● Directions for this task
Pull every line holding the string "None" from the records below.

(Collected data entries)
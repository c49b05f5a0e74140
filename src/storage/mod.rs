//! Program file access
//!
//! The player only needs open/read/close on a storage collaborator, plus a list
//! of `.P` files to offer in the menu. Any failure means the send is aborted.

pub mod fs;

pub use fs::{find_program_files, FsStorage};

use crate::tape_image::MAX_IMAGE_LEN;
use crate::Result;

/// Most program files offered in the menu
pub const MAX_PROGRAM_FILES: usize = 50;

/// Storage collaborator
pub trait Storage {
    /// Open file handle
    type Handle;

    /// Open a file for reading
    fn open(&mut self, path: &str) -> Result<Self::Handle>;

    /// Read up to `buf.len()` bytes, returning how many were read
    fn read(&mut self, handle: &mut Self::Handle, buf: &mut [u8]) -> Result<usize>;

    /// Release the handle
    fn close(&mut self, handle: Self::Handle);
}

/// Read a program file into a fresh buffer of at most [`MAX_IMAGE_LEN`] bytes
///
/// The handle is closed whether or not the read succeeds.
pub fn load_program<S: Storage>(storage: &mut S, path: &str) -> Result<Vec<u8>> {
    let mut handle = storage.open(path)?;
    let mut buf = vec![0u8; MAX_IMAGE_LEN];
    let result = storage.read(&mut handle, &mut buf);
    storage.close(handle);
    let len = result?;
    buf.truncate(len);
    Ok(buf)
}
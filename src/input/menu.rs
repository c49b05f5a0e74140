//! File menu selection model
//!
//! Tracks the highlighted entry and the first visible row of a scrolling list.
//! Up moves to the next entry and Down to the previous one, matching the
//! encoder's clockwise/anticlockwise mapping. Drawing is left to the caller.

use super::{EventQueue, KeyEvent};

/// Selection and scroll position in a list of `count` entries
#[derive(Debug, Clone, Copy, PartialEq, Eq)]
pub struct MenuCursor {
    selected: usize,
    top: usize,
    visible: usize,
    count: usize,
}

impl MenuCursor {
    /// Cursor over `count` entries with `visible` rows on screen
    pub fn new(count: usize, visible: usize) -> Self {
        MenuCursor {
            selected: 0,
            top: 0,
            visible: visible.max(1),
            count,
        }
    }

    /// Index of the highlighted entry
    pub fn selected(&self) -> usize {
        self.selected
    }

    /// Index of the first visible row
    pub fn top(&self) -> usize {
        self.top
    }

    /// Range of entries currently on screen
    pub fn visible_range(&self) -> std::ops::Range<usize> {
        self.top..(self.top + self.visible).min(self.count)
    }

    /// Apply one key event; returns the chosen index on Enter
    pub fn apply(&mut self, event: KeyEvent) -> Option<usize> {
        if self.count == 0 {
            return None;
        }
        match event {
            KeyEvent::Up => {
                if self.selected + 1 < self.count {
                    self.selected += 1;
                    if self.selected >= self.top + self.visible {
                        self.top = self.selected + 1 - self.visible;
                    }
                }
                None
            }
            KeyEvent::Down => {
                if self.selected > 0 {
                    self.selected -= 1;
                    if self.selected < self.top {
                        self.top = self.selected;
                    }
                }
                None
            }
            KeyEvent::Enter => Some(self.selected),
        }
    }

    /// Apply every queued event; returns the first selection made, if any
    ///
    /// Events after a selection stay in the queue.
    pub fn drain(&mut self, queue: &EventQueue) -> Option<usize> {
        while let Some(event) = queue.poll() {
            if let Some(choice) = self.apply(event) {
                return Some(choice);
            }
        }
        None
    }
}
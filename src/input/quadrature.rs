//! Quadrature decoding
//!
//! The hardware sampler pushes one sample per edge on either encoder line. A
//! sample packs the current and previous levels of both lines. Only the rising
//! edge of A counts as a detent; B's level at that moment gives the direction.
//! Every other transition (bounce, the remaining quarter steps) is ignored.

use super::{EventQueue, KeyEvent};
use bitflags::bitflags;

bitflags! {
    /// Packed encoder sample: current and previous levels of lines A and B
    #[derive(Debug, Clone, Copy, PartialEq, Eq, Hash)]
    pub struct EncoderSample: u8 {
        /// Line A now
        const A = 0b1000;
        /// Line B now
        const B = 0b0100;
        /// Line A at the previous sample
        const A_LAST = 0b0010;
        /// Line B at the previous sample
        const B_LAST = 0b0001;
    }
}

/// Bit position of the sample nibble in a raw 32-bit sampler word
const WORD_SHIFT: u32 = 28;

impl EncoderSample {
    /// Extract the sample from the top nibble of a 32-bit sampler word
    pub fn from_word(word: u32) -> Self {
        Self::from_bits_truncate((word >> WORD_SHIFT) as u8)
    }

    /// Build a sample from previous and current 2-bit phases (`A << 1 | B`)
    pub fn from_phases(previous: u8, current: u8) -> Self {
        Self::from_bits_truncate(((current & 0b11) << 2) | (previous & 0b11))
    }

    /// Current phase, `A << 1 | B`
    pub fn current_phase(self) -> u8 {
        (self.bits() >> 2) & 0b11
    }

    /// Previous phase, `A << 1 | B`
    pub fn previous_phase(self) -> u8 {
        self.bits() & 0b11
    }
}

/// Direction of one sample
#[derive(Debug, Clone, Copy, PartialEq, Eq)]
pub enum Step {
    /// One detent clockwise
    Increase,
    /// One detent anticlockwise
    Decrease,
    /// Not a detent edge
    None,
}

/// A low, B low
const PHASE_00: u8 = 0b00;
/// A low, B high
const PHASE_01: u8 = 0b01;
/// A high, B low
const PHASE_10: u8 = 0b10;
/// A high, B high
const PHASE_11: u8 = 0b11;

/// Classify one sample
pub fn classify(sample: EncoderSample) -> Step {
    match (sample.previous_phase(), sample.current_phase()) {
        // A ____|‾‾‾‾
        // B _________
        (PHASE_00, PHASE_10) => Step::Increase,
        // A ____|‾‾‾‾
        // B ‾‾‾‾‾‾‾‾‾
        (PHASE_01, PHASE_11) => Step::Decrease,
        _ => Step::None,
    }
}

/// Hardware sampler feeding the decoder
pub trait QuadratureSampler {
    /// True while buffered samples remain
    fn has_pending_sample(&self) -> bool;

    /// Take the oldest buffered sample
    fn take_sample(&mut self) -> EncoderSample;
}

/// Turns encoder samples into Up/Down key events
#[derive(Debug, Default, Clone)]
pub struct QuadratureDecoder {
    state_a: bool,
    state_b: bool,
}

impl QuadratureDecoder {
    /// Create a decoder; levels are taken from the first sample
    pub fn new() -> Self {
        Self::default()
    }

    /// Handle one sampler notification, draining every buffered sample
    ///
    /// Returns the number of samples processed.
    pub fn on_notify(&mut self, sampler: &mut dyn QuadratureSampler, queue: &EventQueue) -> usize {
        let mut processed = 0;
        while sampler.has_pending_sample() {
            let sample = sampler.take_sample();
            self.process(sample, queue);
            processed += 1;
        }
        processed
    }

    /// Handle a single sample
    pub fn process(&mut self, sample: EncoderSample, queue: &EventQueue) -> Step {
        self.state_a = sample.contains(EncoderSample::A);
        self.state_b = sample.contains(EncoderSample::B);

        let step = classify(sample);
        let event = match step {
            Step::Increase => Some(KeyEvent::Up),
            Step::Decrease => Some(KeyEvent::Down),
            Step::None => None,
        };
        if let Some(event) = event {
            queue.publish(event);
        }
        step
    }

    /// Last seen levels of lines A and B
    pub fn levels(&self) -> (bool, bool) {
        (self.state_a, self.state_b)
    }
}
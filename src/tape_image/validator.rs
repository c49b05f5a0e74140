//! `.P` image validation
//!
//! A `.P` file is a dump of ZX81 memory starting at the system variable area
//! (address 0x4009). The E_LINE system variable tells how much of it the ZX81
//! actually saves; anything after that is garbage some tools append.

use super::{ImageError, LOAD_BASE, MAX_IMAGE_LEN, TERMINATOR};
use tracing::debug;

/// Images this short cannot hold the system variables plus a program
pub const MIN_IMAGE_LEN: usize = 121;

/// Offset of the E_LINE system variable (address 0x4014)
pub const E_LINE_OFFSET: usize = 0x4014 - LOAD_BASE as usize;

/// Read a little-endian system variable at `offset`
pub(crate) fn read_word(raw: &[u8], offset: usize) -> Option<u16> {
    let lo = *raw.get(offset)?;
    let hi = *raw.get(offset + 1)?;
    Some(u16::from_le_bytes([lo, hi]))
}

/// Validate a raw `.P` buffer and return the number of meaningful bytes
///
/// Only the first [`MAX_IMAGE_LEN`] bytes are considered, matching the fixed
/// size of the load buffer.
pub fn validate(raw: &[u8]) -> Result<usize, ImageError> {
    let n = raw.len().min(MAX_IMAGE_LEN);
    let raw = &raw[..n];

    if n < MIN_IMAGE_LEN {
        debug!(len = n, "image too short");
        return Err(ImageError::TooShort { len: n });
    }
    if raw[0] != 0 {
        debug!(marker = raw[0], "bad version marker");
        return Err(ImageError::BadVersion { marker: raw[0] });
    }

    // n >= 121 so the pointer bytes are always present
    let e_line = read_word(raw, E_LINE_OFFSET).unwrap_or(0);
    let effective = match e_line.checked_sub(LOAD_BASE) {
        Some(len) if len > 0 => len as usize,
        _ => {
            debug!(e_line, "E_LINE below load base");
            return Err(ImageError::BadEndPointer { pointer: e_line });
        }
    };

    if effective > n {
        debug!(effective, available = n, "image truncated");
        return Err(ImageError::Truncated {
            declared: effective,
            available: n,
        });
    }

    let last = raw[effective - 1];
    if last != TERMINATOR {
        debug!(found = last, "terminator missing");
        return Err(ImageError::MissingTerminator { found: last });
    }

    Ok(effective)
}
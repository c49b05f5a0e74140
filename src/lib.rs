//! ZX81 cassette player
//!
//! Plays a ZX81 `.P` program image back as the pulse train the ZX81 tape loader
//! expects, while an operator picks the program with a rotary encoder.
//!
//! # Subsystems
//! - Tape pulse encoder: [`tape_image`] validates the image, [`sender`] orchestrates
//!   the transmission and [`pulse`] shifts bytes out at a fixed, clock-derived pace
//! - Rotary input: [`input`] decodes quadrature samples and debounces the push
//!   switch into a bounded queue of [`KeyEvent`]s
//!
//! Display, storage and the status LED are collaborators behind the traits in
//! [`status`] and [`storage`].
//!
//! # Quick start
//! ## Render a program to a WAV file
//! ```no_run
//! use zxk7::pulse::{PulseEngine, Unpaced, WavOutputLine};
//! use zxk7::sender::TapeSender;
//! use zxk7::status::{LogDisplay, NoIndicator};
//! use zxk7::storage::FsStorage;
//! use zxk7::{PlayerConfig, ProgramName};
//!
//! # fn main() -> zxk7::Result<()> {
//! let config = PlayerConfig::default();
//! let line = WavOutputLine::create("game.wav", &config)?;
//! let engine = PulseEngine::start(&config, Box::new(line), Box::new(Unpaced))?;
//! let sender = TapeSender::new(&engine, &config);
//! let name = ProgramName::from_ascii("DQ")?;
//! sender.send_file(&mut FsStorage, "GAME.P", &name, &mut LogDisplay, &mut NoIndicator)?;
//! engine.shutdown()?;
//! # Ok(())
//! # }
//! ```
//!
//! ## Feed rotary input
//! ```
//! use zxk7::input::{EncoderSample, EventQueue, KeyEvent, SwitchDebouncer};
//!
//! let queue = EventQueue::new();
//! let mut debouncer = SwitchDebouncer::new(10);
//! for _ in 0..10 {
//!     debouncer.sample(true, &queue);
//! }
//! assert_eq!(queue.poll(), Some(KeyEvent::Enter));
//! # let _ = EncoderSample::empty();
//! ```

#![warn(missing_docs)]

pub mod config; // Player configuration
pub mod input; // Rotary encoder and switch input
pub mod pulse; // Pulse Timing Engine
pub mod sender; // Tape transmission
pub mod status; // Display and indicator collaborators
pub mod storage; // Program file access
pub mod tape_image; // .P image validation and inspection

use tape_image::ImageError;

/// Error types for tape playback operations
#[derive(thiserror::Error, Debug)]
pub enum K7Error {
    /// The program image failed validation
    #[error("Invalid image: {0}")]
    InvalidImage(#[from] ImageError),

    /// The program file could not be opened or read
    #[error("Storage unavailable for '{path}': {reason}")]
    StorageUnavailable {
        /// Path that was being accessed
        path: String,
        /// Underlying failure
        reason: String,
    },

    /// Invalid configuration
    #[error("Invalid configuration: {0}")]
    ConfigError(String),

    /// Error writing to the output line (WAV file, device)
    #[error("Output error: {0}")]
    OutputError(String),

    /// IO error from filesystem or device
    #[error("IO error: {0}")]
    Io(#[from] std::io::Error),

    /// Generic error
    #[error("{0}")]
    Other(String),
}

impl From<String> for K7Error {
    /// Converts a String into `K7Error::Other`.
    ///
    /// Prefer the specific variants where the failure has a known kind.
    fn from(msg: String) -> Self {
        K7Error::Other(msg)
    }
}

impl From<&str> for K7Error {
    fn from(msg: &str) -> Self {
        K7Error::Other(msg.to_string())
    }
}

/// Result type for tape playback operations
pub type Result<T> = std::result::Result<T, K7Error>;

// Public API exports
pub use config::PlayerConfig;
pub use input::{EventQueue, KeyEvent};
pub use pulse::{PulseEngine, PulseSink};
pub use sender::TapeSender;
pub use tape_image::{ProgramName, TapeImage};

● Exercise solution
            return None;
                None
                None
        None
    None,
        _ => Step::None,
            Step::None => None,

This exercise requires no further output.